◆ Activity: What is needed is an exact copy of every record.

◆ Material to process:
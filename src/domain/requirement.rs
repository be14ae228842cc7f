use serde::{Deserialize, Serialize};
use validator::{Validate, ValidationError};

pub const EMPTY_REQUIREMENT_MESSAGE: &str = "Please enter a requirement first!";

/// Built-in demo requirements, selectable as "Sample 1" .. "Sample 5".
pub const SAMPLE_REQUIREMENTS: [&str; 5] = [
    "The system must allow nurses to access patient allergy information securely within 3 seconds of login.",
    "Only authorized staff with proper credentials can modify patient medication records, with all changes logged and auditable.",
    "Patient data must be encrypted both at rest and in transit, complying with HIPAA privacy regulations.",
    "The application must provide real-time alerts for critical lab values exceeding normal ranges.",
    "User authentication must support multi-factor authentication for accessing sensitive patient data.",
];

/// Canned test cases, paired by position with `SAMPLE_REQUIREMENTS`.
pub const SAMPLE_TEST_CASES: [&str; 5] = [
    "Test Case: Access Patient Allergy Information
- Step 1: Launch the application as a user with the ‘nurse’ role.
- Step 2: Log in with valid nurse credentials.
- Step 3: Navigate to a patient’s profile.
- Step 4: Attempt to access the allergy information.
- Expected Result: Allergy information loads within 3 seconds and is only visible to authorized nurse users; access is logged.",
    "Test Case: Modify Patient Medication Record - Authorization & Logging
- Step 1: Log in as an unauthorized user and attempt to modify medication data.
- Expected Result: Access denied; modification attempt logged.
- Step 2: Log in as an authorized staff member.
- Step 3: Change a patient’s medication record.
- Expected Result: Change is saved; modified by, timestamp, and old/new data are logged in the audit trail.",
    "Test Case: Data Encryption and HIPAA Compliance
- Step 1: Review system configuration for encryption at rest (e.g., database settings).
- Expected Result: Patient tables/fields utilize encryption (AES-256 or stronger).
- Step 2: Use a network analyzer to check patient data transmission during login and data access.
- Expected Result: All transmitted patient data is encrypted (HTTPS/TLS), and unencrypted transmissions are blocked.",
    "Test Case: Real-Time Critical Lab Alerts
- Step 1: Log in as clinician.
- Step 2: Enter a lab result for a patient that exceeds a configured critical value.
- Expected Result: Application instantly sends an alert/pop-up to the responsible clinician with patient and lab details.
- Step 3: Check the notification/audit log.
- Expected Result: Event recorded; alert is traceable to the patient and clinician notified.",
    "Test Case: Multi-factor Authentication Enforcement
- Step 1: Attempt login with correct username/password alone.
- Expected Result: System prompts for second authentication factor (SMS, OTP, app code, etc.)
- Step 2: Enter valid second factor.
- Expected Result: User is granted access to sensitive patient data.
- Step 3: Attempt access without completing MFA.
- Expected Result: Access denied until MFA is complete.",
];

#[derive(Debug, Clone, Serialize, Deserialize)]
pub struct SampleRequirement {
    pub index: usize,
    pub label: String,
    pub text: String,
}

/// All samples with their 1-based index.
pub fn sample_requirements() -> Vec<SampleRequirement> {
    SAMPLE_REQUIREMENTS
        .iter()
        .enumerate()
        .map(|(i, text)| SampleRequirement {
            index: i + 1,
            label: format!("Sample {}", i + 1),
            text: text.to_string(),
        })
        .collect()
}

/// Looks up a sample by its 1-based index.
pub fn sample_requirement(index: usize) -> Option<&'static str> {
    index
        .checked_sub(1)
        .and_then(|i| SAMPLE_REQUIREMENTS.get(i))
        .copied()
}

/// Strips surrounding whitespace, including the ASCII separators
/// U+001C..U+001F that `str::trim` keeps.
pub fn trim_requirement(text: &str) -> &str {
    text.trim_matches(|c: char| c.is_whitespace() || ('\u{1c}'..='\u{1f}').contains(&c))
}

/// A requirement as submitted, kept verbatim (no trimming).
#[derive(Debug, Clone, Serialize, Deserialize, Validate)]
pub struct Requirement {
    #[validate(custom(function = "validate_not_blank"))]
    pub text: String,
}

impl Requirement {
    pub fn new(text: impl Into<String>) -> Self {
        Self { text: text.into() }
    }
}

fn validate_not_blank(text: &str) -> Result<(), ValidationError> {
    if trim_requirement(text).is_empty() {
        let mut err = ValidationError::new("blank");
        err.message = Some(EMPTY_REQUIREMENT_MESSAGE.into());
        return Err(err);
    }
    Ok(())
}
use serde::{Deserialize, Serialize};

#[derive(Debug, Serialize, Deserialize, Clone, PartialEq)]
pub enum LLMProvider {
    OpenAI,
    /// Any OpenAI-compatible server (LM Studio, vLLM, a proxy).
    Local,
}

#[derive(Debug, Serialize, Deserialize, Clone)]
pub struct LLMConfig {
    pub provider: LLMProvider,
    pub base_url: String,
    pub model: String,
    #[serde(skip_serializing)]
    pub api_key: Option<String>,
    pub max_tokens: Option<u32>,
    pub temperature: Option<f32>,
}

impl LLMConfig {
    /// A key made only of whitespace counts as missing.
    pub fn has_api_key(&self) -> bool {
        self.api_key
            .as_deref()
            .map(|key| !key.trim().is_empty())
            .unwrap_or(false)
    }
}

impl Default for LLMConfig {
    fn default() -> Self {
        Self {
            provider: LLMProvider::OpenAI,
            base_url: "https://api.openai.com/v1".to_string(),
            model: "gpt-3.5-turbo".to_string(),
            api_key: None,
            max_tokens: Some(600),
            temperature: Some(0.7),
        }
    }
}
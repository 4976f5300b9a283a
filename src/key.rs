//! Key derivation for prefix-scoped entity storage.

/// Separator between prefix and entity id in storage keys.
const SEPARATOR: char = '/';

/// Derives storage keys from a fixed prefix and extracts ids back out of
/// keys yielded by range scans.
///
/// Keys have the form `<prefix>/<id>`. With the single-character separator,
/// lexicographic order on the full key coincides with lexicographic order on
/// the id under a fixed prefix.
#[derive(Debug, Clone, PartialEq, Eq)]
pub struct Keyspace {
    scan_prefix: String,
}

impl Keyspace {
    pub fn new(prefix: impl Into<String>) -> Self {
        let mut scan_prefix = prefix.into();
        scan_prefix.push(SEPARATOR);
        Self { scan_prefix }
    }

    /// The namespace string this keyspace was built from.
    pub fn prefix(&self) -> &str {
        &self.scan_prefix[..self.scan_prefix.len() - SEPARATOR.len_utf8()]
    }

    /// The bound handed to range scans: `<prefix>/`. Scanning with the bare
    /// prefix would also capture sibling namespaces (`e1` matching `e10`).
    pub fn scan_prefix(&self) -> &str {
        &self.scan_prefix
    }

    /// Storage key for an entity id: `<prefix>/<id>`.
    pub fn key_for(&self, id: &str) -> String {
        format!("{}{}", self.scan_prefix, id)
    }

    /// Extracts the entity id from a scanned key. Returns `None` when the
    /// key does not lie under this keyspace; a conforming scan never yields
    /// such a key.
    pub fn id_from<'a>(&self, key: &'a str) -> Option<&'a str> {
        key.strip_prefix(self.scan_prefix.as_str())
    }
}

◆ Written solution:
filename src/domain/requirement.rs
repository be14ae228842cc7f
use serde::{Deserialize, Serialize};
use validator::{Validate, ValidationError};

pub const EMPTY_REQUIREMENT_MESSAGE: &str = "Please enter a requirement first!";

/// Built-in demo requirements, selectable as "Sample 1" .. "Sample 5".
pub const SAMPLE_REQUIREMENTS: [&str; 5] = [
    "The system must allow nurses to access patient allergy information securely within 3 seconds of login.",
    "Only authorized staff with proper credentials can modify patient medication records, with all changes logged and auditable.",
    "Patient data must be encrypted both at rest and in transit, complying with HIPAA privacy regulations.",
    "The application must provide real-time alerts for critical lab values exceeding normal ranges.",
    "User authentication must support multi-factor authentication for accessing sensitive patient data.",
];

/// Canned test cases, paired by position with `SAMPLE_REQUIREMENTS`.
pub const SAMPLE_TEST_CASES: [&str; 5] = [
    "Test Case: Access Patient Allergy Information
- Step 1: Launch the application as a user with the ‘nurse’ role.
- Step 2: Log in with valid nurse credentials.
- Step 3: Navigate to a patient’s profile.
- Step 4: Attempt to access the allergy information.
- Expected Result: Allergy information loads within 3 seconds and is only visible to authorized nurse users; access is logged.",
    "Test Case: Modify Patient Medication Record - Authorization & Logging
- Step 1: Log in as an unauthorized user and attempt to modify medication data.
- Expected Result: Access denied; modification attempt logged.
- Step 2: Log in as an authorized staff member.
- Step 3: Change a patient’s medication record.
- Expected Result: Change is saved; modified by, timestamp, and old/new data are logged in the audit trail.",
    "Test Case: Data Encryption and HIPAA Compliance
- Step 1: Review system configuration for encryption at rest (e.g., database settings).
- Expected Result: Patient tables/fields utilize encryption (AES-256 or stronger).
- Step 2: Use a network analyzer to check patient data transmission during login and data access.
- Expected Result: All transmitted patient data is encrypted (HTTPS/TLS), and unencrypted transmissions are blocked.",
    "Test Case: Real-Time Critical Lab Alerts
- Step 1: Log in as clinician.
- Step 2: Enter a lab result for a patient that exceeds a configured critical value.
- Expected Result: Application instantly sends an alert/pop-up to the responsible clinician with patient and lab details.
- Step 3: Check the notification/audit log.
- Expected Result: Event recorded; alert is traceable to the patient and clinician notified.",
    "Test Case: Multi-factor Authentication Enforcement
- Step 1: Attempt login with correct username/password alone.
- Expected Result: System prompts for second authentication factor (SMS, OTP, app code, etc.)
- Step 2: Enter valid second factor.
- Expected Result: User is granted access to sensitive patient data.
- Step 3: Attempt access without completing MFA.
- Expected Result: Access denied until MFA is complete.",
];

#[derive(Debug, Clone, Serialize, Deserialize)]
pub struct SampleRequirement {
    pub index: usize,
    pub label: String,
    pub text: String,
}

/// All samples with their 1-based index.
pub fn sample_requirements() -> Vec<SampleRequirement> {
    SAMPLE_REQUIREMENTS
        .iter()
        .enumerate()
        .map(|(i, text)| SampleRequirement {
            index: i + 1,
            label: format!("Sample {}", i + 1),
            text: text.to_string(),
        })
        .collect()
}

/// Looks up a sample by its 1-based index.
pub fn sample_requirement(index: usize) -> Option<&'static str> {
    index
        .checked_sub(1)
        .and_then(|i| SAMPLE_REQUIREMENTS.get(i))
        .copied()
}

/// Strips surrounding whitespace, including the ASCII separators
/// U+001C..U+001F that `str::trim` keeps.
pub fn trim_requirement(text: &str) -> &str {
    text.trim_matches(|c: char| c.is_whitespace() || ('\u{1c}'..='\u{1f}').contains(&c))
}

/// A requirement as submitted, kept verbatim (no trimming).
#[derive(Debug, Clone, Serialize, Deserialize, Validate)]
pub struct Requirement {
    #[validate(custom(function = "validate_not_blank"))]
    pub text: String,
}

impl Requirement {
    pub fn new(text: impl Into<String>) -> Self {
        Self { text: text.into() }
    }
}

fn validate_not_blank(text: &str) -> Result<(), ValidationError> {
    if trim_requirement(text).is_empty() {
        let mut err = ValidationError::new("blank");
        err.message = Some(EMPTY_REQUIREMENT_MESSAGE.into());
        return Err(err);
    }
    Ok(())
}
use serde::{Deserialize, Serialize};

#[derive(Debug, Serialize, Deserialize, Clone, PartialEq)]
pub enum LLMProvider {
    OpenAI,
    /// Any OpenAI-compatible server (LM Studio, vLLM, a proxy).
    Local,
}

#[derive(Debug, Serialize, Deserialize, Clone)]
pub struct LLMConfig {
    pub provider: LLMProvider,
    pub base_url: String,
    pub model: String,
    #[serde(skip_serializing)]
    pub api_key: Option<String>,
    pub max_tokens: Option<u32>,
    pub temperature: Option<f32>,
}

impl LLMConfig {
    /// A key made only of whitespace counts as missing.
    pub fn has_api_key(&self) -> bool {
        self.api_key
            .as_deref()
            .map(|key| !key.trim().is_empty())
            .unwrap_or(false)
    }
}

impl Default for LLMConfig {
    fn default() -> Self {
        Self {
            provider: LLMProvider::OpenAI,
            base_url: "https://api.openai.com/v1".to_string(),
            model: "gpt-3.5-turbo".to_string(),
            api_key: None,
            max_tokens: Some(600),
            temperature: Some(0.7),
        }
    }
}
repository 4976f5300b9a283a
filename src/key.rs
//! Key derivation for prefix-scoped entity storage.

/// Separator between prefix and entity id in storage keys.
const SEPARATOR: char = '/';

/// Derives storage keys from a fixed prefix and extracts ids back out of
/// keys yielded by range scans.
///
/// Keys have the form `<prefix>/<id>`. With the single-character separator,
/// lexicographic order on the full key coincides with lexicographic order on
/// the id under a fixed prefix.
#[derive(Debug, Clone, PartialEq, Eq)]
pub struct Keyspace {
    scan_prefix: String,
}

impl Keyspace {
    pub fn new(prefix: impl Into<String>) -> Self {
        let mut scan_prefix = prefix.into();
        scan_prefix.push(SEPARATOR);
        Self { scan_prefix }
    }

    /// The namespace string this keyspace was built from.
    pub fn prefix(&self) -> &str {
        &self.scan_prefix[..self.scan_prefix.len() - SEPARATOR.len_utf8()]
    }

    /// The bound handed to range scans: `<prefix>/`. Scanning with the bare
    /// prefix would also capture sibling namespaces (`e1` matching `e10`).
    pub fn scan_prefix(&self) -> &str {
        &self.scan_prefix
    }

    /// Storage key for an entity id: `<prefix>/<id>`.
    pub fn key_for(&self, id: &str) -> String {
        format!("{}{}", self.scan_prefix, id)
    }

    /// Extracts the entity id from a scanned key. Returns `None` when the
    /// key does not lie under this keyspace; a conforming scan never yields
    /// such a key.
    pub fn id_from<'a>(&self, key: &'a str) -> Option<&'a str> {
        key.strip_prefix(self.scan_prefix.as_str())
    }
}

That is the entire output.